Could you copy every line from the material below in which "HashMap" appears?

• Material provided
====

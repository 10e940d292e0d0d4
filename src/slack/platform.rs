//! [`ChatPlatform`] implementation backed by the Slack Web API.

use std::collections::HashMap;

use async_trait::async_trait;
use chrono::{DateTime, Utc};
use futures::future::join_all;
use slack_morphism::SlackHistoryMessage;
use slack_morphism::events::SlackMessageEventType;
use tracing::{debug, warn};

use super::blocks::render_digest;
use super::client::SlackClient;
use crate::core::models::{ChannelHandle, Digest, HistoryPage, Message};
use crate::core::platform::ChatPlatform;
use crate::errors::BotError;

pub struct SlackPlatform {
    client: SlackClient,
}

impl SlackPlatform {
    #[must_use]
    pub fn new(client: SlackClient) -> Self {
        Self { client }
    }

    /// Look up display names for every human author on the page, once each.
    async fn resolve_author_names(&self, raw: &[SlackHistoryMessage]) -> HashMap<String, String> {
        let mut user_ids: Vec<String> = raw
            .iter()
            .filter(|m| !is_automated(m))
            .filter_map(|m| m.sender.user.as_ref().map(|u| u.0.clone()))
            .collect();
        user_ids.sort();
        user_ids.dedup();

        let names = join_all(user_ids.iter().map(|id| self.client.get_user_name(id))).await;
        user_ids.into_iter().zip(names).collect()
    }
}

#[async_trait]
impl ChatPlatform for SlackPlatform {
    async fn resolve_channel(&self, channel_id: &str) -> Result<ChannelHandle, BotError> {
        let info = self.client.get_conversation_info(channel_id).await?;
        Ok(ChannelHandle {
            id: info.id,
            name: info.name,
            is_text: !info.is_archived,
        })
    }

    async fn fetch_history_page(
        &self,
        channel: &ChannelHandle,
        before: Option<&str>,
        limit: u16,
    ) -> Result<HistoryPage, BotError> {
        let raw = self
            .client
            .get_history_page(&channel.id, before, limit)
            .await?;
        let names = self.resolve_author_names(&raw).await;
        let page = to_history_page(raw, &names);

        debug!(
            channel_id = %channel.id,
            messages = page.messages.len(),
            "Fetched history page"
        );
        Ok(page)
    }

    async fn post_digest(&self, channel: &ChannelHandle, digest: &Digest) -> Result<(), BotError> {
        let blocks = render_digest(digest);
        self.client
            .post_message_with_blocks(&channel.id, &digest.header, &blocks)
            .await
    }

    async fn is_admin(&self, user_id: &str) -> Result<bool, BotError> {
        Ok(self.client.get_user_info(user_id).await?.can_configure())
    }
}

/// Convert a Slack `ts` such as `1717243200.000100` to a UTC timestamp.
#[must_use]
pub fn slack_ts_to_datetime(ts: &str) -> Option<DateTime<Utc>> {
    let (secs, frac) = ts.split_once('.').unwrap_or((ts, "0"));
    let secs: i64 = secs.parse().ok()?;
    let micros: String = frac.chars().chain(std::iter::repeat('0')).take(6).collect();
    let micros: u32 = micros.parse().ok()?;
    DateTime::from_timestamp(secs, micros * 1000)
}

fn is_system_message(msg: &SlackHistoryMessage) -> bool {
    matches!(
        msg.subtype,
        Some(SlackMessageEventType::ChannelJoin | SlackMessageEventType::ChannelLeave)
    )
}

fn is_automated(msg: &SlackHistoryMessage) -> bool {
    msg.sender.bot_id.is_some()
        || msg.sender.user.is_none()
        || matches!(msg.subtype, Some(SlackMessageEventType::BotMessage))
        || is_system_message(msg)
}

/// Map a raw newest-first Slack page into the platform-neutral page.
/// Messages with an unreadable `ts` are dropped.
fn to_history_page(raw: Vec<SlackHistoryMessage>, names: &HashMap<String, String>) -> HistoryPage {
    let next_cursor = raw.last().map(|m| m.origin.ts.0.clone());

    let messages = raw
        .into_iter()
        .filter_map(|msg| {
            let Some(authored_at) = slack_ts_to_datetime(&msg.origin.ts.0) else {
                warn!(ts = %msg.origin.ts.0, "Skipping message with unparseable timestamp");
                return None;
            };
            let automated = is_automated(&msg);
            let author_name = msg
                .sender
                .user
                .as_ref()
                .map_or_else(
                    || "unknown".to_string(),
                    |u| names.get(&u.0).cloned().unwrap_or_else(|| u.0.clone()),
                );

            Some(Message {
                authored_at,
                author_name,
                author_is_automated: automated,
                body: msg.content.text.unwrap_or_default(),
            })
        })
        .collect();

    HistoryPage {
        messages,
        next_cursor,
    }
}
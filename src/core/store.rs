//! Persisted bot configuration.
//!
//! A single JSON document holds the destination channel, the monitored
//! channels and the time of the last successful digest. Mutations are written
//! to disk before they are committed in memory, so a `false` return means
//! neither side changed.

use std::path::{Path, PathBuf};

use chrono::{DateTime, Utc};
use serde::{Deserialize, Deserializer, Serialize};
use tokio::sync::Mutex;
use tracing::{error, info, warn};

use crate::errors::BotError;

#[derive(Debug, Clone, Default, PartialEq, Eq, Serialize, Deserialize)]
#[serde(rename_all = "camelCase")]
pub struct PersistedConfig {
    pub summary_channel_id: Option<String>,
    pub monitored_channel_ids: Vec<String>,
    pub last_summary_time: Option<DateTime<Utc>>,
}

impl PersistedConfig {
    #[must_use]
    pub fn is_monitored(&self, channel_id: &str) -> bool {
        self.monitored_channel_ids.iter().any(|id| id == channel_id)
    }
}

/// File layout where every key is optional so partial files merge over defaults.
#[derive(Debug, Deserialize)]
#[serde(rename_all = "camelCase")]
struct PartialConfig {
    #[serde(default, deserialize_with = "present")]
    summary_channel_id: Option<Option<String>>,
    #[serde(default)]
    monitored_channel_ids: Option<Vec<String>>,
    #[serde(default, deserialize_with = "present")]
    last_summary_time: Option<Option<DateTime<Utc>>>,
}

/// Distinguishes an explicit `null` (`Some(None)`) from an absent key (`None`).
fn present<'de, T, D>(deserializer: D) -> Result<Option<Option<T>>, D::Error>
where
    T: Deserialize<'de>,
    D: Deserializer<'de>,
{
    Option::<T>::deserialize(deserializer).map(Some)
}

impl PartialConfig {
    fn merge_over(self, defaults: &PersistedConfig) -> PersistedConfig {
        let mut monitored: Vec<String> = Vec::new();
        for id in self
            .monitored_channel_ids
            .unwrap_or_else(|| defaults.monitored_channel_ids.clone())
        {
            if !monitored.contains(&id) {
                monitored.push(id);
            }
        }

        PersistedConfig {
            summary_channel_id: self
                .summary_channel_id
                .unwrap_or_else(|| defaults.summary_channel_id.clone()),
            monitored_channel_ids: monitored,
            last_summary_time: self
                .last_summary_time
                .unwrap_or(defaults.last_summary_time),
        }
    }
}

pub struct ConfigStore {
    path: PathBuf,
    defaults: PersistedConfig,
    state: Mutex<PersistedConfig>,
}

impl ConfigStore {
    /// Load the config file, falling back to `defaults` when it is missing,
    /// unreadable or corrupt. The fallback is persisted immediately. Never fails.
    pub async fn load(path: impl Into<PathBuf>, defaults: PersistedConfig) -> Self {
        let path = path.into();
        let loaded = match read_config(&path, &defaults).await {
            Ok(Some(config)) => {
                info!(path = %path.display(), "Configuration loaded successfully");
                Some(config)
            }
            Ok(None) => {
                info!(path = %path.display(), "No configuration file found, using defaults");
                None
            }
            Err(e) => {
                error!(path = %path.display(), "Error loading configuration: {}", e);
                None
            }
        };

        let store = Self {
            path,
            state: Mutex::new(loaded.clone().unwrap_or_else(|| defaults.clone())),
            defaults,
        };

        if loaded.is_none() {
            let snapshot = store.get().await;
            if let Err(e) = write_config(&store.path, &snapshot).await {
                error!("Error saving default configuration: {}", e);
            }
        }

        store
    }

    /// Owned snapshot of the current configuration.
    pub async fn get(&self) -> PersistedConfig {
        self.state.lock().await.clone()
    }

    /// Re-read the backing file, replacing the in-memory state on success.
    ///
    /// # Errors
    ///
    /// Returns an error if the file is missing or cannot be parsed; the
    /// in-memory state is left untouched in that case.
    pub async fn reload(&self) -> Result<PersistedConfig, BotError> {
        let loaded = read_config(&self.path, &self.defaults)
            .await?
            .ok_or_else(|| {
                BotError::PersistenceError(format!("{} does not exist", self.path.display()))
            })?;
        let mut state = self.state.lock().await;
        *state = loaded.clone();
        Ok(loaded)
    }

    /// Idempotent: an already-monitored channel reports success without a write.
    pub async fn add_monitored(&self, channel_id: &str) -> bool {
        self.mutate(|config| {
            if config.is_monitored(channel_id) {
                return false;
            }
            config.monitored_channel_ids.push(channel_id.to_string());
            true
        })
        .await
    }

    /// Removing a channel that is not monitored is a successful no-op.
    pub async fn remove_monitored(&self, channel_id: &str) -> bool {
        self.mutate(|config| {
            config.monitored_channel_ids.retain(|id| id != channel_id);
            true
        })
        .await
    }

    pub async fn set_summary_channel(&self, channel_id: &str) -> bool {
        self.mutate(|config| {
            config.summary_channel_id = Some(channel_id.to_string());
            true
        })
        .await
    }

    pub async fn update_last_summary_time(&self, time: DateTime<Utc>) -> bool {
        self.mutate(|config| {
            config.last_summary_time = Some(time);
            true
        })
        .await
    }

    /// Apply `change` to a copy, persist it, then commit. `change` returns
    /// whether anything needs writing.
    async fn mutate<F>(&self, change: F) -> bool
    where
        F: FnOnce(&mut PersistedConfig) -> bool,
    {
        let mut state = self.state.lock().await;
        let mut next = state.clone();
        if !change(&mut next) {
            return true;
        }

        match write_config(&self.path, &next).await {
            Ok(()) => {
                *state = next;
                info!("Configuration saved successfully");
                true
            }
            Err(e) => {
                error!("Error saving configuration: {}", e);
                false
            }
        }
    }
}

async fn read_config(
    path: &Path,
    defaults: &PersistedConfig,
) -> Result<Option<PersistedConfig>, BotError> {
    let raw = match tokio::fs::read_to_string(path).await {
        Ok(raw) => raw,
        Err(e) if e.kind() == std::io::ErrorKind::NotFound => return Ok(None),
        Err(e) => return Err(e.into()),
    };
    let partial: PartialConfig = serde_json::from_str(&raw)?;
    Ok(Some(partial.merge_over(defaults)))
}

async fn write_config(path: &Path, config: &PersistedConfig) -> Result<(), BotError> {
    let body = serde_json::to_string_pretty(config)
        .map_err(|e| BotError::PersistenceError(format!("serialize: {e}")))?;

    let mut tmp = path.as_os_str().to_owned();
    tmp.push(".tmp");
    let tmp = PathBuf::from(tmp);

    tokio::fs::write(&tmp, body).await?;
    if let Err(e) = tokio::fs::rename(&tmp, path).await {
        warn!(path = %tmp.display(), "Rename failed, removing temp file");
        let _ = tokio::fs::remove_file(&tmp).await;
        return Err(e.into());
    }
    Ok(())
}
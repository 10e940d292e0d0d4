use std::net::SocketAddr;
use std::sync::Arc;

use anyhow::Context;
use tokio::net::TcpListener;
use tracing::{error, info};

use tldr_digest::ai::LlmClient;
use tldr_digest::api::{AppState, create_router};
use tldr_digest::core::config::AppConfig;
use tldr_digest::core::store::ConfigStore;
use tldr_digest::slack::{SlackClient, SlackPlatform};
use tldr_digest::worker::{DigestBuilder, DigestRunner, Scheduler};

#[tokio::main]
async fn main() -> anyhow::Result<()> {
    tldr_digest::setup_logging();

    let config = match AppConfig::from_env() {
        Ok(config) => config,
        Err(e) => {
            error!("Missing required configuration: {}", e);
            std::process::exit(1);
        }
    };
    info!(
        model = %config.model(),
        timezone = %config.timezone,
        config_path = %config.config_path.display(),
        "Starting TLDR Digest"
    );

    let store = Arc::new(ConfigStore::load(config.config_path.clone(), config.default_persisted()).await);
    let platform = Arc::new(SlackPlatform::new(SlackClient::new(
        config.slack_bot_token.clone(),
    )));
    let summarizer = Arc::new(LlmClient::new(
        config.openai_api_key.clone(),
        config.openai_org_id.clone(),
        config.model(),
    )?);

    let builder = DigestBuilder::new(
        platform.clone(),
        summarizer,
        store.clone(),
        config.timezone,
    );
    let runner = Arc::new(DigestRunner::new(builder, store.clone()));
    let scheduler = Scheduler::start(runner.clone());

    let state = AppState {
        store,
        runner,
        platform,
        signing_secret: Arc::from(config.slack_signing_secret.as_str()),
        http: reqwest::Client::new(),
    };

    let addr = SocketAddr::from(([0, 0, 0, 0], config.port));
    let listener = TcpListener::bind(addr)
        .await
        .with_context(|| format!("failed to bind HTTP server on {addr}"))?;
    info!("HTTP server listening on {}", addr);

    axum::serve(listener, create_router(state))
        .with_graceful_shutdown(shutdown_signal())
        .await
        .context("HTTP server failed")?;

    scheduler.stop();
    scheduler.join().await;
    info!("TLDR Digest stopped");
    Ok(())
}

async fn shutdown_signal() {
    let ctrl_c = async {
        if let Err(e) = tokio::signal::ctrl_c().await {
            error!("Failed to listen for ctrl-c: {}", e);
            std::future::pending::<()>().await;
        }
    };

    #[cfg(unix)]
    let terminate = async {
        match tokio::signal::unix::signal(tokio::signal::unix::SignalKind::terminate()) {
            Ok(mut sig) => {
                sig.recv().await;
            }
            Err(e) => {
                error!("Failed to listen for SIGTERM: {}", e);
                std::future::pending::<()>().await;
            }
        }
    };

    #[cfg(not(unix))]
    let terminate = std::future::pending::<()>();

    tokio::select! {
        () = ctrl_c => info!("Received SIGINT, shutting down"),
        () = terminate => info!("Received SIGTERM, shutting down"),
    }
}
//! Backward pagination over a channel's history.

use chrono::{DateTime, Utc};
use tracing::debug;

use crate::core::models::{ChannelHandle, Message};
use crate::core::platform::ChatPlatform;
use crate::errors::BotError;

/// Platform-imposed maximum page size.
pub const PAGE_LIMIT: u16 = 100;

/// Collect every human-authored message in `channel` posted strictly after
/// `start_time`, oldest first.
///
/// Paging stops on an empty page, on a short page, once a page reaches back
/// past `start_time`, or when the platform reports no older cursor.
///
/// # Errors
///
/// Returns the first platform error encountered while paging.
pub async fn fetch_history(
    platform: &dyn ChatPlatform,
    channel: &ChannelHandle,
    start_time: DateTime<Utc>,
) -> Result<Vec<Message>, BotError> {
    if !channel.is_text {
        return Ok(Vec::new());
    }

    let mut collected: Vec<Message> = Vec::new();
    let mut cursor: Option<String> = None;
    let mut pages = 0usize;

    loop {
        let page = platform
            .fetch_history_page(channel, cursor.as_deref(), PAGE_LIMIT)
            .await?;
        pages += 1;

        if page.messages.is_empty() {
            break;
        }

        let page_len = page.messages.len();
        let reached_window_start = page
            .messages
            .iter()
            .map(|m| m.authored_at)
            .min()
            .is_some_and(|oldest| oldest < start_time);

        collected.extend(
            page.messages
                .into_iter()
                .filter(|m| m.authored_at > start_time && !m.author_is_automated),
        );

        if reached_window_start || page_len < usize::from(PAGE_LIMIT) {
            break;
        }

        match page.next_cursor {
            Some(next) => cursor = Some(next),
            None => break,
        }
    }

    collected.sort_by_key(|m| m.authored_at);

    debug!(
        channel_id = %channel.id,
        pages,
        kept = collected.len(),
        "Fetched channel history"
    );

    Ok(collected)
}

====

• Your solution
use std::collections::HashMap;
    async fn resolve_author_names(&self, raw: &[SlackHistoryMessage]) -> HashMap<String, String> {
fn to_history_page(raw: Vec<SlackHistoryMessage>, names: &HashMap<String, String>) -> HistoryPage {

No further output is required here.